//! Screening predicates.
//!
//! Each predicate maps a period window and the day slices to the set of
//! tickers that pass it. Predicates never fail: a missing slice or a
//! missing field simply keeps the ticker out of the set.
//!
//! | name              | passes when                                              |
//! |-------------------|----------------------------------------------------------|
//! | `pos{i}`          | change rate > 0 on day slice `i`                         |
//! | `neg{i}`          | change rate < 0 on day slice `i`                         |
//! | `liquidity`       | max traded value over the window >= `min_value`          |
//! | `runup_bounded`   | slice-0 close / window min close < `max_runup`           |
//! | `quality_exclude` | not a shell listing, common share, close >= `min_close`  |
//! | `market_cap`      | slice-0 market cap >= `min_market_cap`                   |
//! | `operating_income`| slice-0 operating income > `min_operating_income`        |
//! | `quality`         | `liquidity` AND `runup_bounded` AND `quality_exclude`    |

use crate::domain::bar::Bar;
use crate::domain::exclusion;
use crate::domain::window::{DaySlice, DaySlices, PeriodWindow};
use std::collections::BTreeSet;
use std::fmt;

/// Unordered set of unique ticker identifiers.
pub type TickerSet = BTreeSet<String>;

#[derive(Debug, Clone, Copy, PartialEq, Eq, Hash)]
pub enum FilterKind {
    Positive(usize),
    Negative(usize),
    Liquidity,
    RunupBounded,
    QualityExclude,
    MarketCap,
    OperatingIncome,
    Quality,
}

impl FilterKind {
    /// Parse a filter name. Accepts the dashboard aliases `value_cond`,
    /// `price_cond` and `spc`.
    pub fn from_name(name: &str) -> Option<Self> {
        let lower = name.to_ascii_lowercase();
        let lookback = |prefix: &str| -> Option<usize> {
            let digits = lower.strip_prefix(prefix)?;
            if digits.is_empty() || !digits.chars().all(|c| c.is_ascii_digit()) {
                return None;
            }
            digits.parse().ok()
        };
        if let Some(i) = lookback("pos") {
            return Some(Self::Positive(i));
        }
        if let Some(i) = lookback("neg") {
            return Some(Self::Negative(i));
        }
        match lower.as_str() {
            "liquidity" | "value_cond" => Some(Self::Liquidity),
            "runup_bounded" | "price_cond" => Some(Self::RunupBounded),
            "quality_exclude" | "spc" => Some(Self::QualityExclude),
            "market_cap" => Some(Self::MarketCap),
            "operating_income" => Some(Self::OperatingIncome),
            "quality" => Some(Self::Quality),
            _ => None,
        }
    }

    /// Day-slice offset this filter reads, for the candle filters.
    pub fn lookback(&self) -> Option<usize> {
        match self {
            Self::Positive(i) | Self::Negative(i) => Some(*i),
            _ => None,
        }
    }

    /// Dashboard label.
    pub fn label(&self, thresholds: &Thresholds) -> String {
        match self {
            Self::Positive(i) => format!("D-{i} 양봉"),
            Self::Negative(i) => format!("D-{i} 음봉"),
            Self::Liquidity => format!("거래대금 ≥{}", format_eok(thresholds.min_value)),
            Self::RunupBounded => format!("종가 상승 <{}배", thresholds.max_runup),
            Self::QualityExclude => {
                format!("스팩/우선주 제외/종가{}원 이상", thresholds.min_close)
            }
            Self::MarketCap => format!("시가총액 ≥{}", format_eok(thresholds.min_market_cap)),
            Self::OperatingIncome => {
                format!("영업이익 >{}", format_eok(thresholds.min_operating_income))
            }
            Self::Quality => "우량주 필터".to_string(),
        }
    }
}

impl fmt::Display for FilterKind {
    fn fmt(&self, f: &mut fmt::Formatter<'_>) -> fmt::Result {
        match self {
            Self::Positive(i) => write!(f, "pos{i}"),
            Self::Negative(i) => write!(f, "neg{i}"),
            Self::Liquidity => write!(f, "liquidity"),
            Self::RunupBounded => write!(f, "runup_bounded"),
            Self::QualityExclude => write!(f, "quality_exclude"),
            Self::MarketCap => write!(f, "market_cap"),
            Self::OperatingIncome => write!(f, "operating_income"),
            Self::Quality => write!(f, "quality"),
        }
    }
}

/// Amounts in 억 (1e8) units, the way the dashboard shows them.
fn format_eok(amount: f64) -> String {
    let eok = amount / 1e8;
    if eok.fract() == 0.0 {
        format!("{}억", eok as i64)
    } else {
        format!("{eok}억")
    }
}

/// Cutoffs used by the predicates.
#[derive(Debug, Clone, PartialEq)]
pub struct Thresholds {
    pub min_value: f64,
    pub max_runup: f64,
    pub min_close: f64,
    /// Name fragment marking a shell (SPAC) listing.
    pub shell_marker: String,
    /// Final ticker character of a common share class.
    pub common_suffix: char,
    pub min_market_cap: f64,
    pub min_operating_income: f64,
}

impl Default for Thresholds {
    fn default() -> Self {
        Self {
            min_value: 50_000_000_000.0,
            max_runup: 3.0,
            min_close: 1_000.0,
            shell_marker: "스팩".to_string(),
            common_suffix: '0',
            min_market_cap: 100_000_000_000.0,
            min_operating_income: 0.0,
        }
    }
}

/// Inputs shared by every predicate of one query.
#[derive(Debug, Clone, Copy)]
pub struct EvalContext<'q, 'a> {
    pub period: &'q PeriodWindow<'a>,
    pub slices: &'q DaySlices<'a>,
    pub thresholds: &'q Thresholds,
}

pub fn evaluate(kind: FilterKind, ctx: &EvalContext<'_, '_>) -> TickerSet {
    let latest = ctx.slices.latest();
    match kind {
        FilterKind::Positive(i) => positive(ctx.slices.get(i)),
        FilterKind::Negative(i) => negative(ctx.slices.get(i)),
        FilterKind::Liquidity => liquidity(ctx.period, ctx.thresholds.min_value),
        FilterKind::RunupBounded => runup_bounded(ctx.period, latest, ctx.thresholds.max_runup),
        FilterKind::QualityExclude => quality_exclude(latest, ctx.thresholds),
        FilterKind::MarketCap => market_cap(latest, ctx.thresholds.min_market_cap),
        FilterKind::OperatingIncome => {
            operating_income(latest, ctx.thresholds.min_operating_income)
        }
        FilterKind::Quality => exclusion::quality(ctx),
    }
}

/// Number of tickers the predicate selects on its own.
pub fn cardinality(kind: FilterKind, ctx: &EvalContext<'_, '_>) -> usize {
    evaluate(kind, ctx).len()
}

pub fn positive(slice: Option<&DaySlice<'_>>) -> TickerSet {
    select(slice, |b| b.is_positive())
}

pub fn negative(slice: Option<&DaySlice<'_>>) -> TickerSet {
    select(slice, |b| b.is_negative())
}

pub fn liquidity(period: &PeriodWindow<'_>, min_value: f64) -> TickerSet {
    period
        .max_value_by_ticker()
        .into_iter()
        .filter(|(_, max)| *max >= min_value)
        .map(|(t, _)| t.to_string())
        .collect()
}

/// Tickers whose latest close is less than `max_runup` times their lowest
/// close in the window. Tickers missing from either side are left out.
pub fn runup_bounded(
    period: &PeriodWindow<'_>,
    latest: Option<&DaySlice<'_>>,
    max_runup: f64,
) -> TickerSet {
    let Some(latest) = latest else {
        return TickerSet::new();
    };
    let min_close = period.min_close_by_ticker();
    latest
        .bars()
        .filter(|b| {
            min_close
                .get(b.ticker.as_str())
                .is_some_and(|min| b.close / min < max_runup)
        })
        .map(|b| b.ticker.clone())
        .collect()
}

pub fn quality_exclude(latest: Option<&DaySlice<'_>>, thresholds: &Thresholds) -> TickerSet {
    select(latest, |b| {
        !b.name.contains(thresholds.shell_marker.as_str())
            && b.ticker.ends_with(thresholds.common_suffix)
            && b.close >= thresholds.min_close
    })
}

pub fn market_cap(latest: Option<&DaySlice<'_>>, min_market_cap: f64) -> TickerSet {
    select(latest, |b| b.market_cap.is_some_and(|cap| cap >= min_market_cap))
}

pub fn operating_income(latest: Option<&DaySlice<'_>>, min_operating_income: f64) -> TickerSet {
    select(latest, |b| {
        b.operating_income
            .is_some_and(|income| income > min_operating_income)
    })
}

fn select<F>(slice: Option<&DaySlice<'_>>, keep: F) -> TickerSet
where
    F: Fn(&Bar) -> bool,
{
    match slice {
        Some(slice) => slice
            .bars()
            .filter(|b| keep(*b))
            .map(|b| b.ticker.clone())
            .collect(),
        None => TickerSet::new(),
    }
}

==========

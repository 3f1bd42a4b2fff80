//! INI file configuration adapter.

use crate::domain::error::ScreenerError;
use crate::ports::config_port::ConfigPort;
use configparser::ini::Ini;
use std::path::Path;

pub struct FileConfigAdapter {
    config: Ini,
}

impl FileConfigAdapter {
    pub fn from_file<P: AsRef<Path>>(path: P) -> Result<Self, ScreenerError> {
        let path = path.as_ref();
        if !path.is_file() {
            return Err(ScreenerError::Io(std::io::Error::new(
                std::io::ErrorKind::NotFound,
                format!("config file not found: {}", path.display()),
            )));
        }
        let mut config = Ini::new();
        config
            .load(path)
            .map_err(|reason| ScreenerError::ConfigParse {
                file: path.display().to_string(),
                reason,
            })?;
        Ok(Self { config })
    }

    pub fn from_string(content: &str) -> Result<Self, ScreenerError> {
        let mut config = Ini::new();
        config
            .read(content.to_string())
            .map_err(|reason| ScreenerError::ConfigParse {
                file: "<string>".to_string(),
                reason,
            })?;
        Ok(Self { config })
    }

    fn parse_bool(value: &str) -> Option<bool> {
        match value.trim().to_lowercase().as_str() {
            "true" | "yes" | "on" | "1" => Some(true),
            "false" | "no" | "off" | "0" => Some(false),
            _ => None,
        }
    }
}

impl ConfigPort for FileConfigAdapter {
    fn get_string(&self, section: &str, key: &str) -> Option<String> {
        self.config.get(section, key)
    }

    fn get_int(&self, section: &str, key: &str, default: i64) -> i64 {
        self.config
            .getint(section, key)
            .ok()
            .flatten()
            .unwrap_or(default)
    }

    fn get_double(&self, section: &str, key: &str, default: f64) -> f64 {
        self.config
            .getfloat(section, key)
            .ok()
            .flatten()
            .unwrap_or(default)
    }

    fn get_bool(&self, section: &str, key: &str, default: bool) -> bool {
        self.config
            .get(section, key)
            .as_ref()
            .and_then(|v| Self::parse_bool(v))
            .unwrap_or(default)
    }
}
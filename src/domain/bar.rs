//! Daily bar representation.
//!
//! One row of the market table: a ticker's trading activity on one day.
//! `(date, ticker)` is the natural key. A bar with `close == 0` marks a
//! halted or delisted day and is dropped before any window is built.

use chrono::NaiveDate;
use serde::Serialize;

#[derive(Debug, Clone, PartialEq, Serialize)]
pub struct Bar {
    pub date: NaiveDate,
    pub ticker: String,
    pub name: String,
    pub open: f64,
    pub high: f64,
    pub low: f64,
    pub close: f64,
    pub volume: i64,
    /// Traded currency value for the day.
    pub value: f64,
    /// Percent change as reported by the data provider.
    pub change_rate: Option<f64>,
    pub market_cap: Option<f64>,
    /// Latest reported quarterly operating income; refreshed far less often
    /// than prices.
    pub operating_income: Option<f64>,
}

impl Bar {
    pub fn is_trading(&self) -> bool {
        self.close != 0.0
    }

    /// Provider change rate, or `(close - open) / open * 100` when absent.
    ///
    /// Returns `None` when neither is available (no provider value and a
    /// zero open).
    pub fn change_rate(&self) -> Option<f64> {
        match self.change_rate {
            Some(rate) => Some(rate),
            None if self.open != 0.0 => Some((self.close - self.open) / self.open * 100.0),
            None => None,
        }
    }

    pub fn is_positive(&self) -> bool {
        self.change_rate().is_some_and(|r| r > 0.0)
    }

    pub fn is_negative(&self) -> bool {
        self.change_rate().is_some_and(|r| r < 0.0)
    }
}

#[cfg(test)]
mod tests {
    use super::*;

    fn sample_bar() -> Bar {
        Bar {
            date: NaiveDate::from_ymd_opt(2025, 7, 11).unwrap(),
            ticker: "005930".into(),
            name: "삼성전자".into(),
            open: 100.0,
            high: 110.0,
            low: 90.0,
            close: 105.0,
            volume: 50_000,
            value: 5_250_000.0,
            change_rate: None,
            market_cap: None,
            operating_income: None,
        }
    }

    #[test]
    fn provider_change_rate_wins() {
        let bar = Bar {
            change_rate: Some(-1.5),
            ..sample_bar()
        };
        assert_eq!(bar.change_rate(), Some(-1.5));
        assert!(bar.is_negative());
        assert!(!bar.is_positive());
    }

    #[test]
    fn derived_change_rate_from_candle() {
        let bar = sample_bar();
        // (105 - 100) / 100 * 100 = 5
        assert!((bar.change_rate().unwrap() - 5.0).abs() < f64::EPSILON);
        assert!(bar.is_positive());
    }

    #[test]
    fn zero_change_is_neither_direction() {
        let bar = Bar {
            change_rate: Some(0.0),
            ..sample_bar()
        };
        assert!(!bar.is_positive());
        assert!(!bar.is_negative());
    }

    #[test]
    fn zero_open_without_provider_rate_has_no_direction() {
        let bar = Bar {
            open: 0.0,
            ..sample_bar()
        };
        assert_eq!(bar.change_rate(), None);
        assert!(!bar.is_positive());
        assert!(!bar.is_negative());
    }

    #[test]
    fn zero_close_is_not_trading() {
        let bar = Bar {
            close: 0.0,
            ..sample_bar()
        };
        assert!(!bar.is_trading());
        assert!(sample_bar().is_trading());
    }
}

==========

* TASK DETAILS *
Give the number of lines above that hold "lookback", with no other words.

* REPLY TO THE TASK *
4